• **Exercise goal**: Where does the string "BootstrapError" appear in the records? Copy every line that contains it.

• **Materials provided**:
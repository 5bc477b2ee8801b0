mod common;

use std::fs;

use common::{Checkout, FakeRunner, session};
use surf_bootstrap::BootstrapError;
use surf_bootstrap::bootstrap::run_install;
use surf_bootstrap::config::SeedOutcome;
use surf_bootstrap::input::ScriptedInput;
use surf_bootstrap::provision::ProvisionOutcome;

#[test]
fn fresh_checkout_gets_one_env_file_and_one_environment() {
    let checkout = Checkout::new();
    let mut runner = FakeRunner::healthy();
    let mut input = ScriptedInput::new(["n", "claude-key", ""]);

    let summary = run_install(&mut runner, &mut input, &checkout.settings(), session()).unwrap();

    assert_eq!(summary.provision, ProvisionOutcome::Created);
    assert_eq!(summary.configuration.seed, SeedOutcome::FromTemplate);
    assert_eq!(summary.manifest.len(), 5);
    assert_eq!(
        checkout.listing(),
        vec![".env", ".env.example", "requirements.txt", "run_mac_app.py", "supersurf_env"]
    );
    assert_eq!(runner.venv_creations(), 1);
    assert_eq!(runner.pip_installs().len(), 2);

    let env_file = checkout.env_file();
    assert!(env_file.contains("\nUSE_OPENAI_API=false\n"));
    assert!(env_file.contains("\nANTHROPIC_API_KEY=claude-key\n"));
    assert!(env_file.contains("\nGEMINI_API_KEY=your_gemini_api_key_here\n"));
}

#[test]
fn environment_is_created_with_the_validated_interpreter() {
    let checkout = Checkout::new();
    let mut runner = FakeRunner::healthy();

    run_install(&mut runner, &mut ScriptedInput::default(), &checkout.settings(), session())
        .unwrap();

    let creation = &runner.runs[0];
    assert_eq!(creation.program, "python3");
    assert_eq!(creation.args[..2], ["-m", "venv"]);

    let python = checkout.venv().canonicalize().unwrap().join("bin/python");
    for pip in runner.pip_installs() {
        assert_eq!(pip.program, python.to_string_lossy());
    }
}

#[test]
fn second_run_with_same_answers_changes_nothing() {
    let checkout = Checkout::new();
    let answers = ["y", "sk-test1234567890abcdef", "claude-key", "gemini-key"];

    run_install(
        &mut FakeRunner::healthy(),
        &mut ScriptedInput::new(answers),
        &checkout.settings(),
        session(),
    )
    .unwrap();
    let first = checkout.env_file();

    let mut runner = FakeRunner::healthy();
    let mut input = ScriptedInput::new(answers);
    let summary = run_install(&mut runner, &mut input, &checkout.settings(), session()).unwrap();

    assert_eq!(checkout.env_file(), first);
    assert_eq!(summary.provision, ProvisionOutcome::Reused);
    assert_eq!(summary.configuration.seed, SeedOutcome::Existing);
    assert!(summary.configuration.updated.is_empty());
    assert_eq!(runner.venv_creations(), 0);
    // Only the feature question is asked again
    assert_eq!(input.prompts().len(), 1);
}

#[test]
fn placeholder_key_is_replaced_by_a_single_line() {
    let checkout = Checkout::new();
    let mut input = ScriptedInput::new(["y", "sk-test123", "", ""]);

    run_install(&mut FakeRunner::healthy(), &mut input, &checkout.settings(), session()).unwrap();

    let env_file = checkout.env_file();
    let lines: Vec<&str> = env_file
        .lines()
        .filter(|l| l.starts_with("OPENAI_API_KEY"))
        .collect();
    assert_eq!(lines, vec!["OPENAI_API_KEY=sk-test123"]);
    assert!(env_file.contains("USE_OPENAI_API=true"));
}

#[test]
fn declining_the_paid_api_records_the_choice_without_asking_for_a_key() {
    let checkout = Checkout::new();
    let mut input = ScriptedInput::new(["no", "", ""]);

    run_install(&mut FakeRunner::healthy(), &mut input, &checkout.settings(), session()).unwrap();

    assert!(checkout.env_file().contains("USE_OPENAI_API=false"));
    assert!(input.prompts().iter().all(|p| !p.contains("OPENAI_API_KEY")));
}

#[test]
fn unknown_keys_and_comments_survive() {
    let checkout = Checkout::new();
    fs::write(
        checkout.root().join(".env"),
        "# mine\nCUSTOM_THING = 'keep'\n\nANTHROPIC_API_KEY=your_anthropic_api_key_here\n",
    )
    .unwrap();

    let mut input = ScriptedInput::new(["n", "claude-key", ""]);
    run_install(&mut FakeRunner::healthy(), &mut input, &checkout.settings(), session()).unwrap();

    assert_eq!(
        checkout.env_file(),
        "# mine\nCUSTOM_THING = 'keep'\n\nANTHROPIC_API_KEY=claude-key\nUSE_OPENAI_API=false\n"
    );
}

#[test]
fn old_interpreter_stops_before_touching_the_project() {
    let checkout = Checkout::new();
    let before = checkout.listing();
    let mut runner = FakeRunner::healthy();
    runner.tools.insert("python3".into(), "Python 3.7.9".into());
    let mut input = ScriptedInput::new(["y", "sk-test123"]);

    let err = run_install(&mut runner, &mut input, &checkout.settings(), session()).unwrap_err();

    assert!(matches!(err, BootstrapError::Environment { .. }));
    assert_eq!(err.exit_code(), 1);
    assert_eq!(checkout.listing(), before);
    assert!(runner.runs.is_empty());
    assert!(input.prompts().is_empty());
}

#[test]
fn missing_ffmpeg_is_reported_but_not_fatal() {
    let checkout = Checkout::new();
    let mut runner = FakeRunner::healthy();
    runner.tools.remove("ffmpeg");

    let summary = run_install(
        &mut runner,
        &mut ScriptedInput::default(),
        &checkout.settings(),
        session(),
    )
    .unwrap();

    assert!(summary.validation.warnings().contains(&"FFmpeg"));
}

#[test]
fn failed_dependency_install_names_the_manifest_and_skips_configuration() {
    let checkout = Checkout::new();
    let mut runner = FakeRunner::healthy();
    runner.pip_exit = 1;

    let err = run_install(
        &mut runner,
        &mut ScriptedInput::default(),
        &checkout.settings(),
        session(),
    )
    .unwrap_err();

    match &err {
        BootstrapError::Installation { manifest, .. } => {
            assert_eq!(manifest, &checkout.root().join("requirements.txt"))
        }
        other => panic!("unexpected error: {other:?}"),
    }
    assert!(!checkout.root().join(".env").exists());
}

#[test]
fn missing_template_creates_empty_env_file_and_continues() {
    let checkout = Checkout::new();
    fs::remove_file(checkout.root().join(".env.example")).unwrap();

    let summary = run_install(
        &mut FakeRunner::healthy(),
        &mut ScriptedInput::new(["n", "", ""]),
        &checkout.settings(),
        session(),
    )
    .unwrap();

    assert_eq!(summary.configuration.seed, SeedOutcome::Empty);
    assert_eq!(checkout.env_file(), "USE_OPENAI_API=false\n");
}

• **Problem solution**:
use surf_bootstrap::BootstrapError;
    assert!(matches!(err, BootstrapError::Environment { .. }));
        BootstrapError::Installation { manifest, .. } => {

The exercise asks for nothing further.